20.7.14

O meu Aurelião

O que tinha antes dele era um arremedo de dicionário. Não impunha respeito. Era dicionariozinho não só já amarrotado, como não trazia em si aquela aura enciclopédica. Serviu, no máximo, para os primeiros anos, para o que se chamava de ginásio. Quando o Aurelião me chegou em mãos foi uma festa para os olhos, o tato, o olfato e o palato que se deliciava com aquela dispensa repleta de palavras. Convivi com ele durante muitos anos. Silencioso, reservado, estava sempre disponível, era costumeiramente sábio. Abri-lo era sempre bom. Não só por encontrar o significado da palavra que procurava, mas por descobrir outras, sem querer, só por folhear as páginas e deixar que os olhos caíssem nas armadilhas das linhas ainda não lidas, que era o que ele mais oferecia. Quanto mais ele "amarelava", mais respeitoso e digno se mostrava. Como não era de edição ilustre, um dia, sem mais nem menos, sua capa começou a soltar-se. Aquela ferida tão visível impôs um manuseio ainda mais cuidadoso. A fragilidade da capa preta exibia contorno de conquista de batalha, de medalha, com o perdão da rima o meio da prosa, que isso é coisa bisonha. Mas como tudo, digamos, passa, como se diz indefinidamente, transformando a matéria do que foi vivido em citação vazia ou memória esquecida, o Aurelião ficou no exílio de um canto empoeirado.
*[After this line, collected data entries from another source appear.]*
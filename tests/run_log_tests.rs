//! Integration tests for the run log
//!
//! These tests verify that:
//! - Damage entries use the "<source> hits <target> for <amount>" format
//! - Phase lifecycle events are recorded
//! - Saved logs are valid JSON carrying the run metadata

mod common;

use common::*;
use gauntlet::combat::events::{DamageDealt, DamageSource, DamageTarget, RunSummary};
use gauntlet::combat::log::{RunLog, RunLogEventType, RunMetadata};
use gauntlet::states::play_run::enemies::EnemyKind;
use gauntlet::states::play_run::DamageOutcome;
use regex::Regex;

fn damage_pattern() -> Regex {
    Regex::new(r"^[A-Za-z ]+ hits [A-Za-z ]+ for \d+( \(lethal\))?$").unwrap()
}

#[test]
fn test_damage_entries_follow_format() {
    let mut app = test_app(1, 31);

    send(
        &mut app,
        DamageDealt {
            source: DamageSource::PlayerArrow,
            target: DamageTarget::Enemy(EnemyKind::Animal),
            amount: 200.0,
            outcome: DamageOutcome::Wounded,
        },
    );
    send(
        &mut app,
        DamageDealt {
            source: DamageSource::Blast,
            target: DamageTarget::Player,
            amount: 350.0,
            outcome: DamageOutcome::Lethal,
        },
    );
    app.update();

    let log = app.world().resource::<RunLog>();
    let damage = log.filter_by_type(RunLogEventType::Damage);
    let messages: Vec<&str> = damage.iter().map(|e| e.message.as_str()).collect();
    assert!(messages.contains(&"Arrow hits Animal for 200"));
    assert!(messages.contains(&"Blast hits Player for 350 (lethal)"));

    let pattern = damage_pattern();
    for message in &messages {
        assert!(pattern.is_match(message), "bad damage entry: {}", message);
    }

    let state = phase(&app);
    assert_eq!(state.damage_dealt, 200.0);
    assert_eq!(state.damage_taken, 350.0);
}

#[test]
fn test_simulated_damage_entries_follow_format() {
    let mut app = test_app(1, 32);
    step(&mut app, 6.0);

    let pattern = damage_pattern();
    let log = app.world().resource::<RunLog>();
    for entry in log.filter_by_type(RunLogEventType::Damage) {
        assert!(pattern.is_match(&entry.message), "bad damage entry: {}", entry.message);
    }
}

#[test]
fn test_phase_lifecycle_is_logged() {
    let app = test_app(1, 33);
    let log = app.world().resource::<RunLog>();

    let starts = log.filter_by_type(RunLogEventType::RunEvent);
    assert_eq!(starts[0].message, "Run started at phase 1");

    let entered = Regex::new(r"^Phase \d+ entered: \d+ enemies$").unwrap();
    assert!(log
        .filter_by_type(RunLogEventType::PhaseEvent)
        .iter()
        .any(|e| entered.is_match(&e.message)));
}

#[test]
fn test_saved_log_round_trips_metadata() {
    let mut log = RunLog::default();
    log.run_time = 4.5;
    log.log(RunLogEventType::PhaseEvent, "Phase 1 cleared".to_string());
    log.log_damage(&DamageDealt {
        source: DamageSource::PlayerArrow,
        target: DamageTarget::Enemy(EnemyKind::Melee),
        amount: 200.0,
        outcome: DamageOutcome::Wounded,
    });

    let metadata = RunMetadata {
        outcome: "Victory".to_string(),
        random_seed: Some(99),
        summary: RunSummary {
            elapsed_secs: 4.5,
            monsters_killed: 5,
            damage_dealt: 200.0,
            damage_taken: 0.0,
            final_phase: 1,
            score: 1,
            power_ups: Vec::new(),
        },
    };

    let path = std::env::temp_dir().join("gauntlet_run_log_test.json");
    let written = log
        .save_to_file(&metadata, Some(path.to_str().unwrap()))
        .unwrap();

    let contents = std::fs::read_to_string(&written).unwrap();
    let json: serde_json::Value = serde_json::from_str(&contents).unwrap();
    assert_eq!(json["metadata"]["outcome"], "Victory");
    assert_eq!(json["metadata"]["random_seed"], 99);
    assert_eq!(json["metadata"]["summary"]["monsters_killed"], 5);
    assert_eq!(json["damage_by_source"]["Arrow"], 200.0);
    assert_eq!(json["entries"].as_array().unwrap().len(), 2);
    assert_eq!(json["entries"][1]["timestamp"], 4.5);

    let _ = std::fs::remove_file(written);
}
As visitas a ele reduziram-se. O tempo, esse que dizemos que passa, nos afastava. E, mais do que isso, para ocupar o seu papel surgiram os dicionários que não amarelam, que não juntam poeira, que não perdem a capa e ficam com a página de rosto exposta. Não há como saber ao certo qual foi o seu destino. Não foi doado a uma escola, não jogado no lixo ou incinerado. O meu Aurelião simplesmente desapareceu. Ou, como ele sugeriria na definição mais correta, cessou de existir, escondeu-se para sempre do brilho ofuscante da realidade.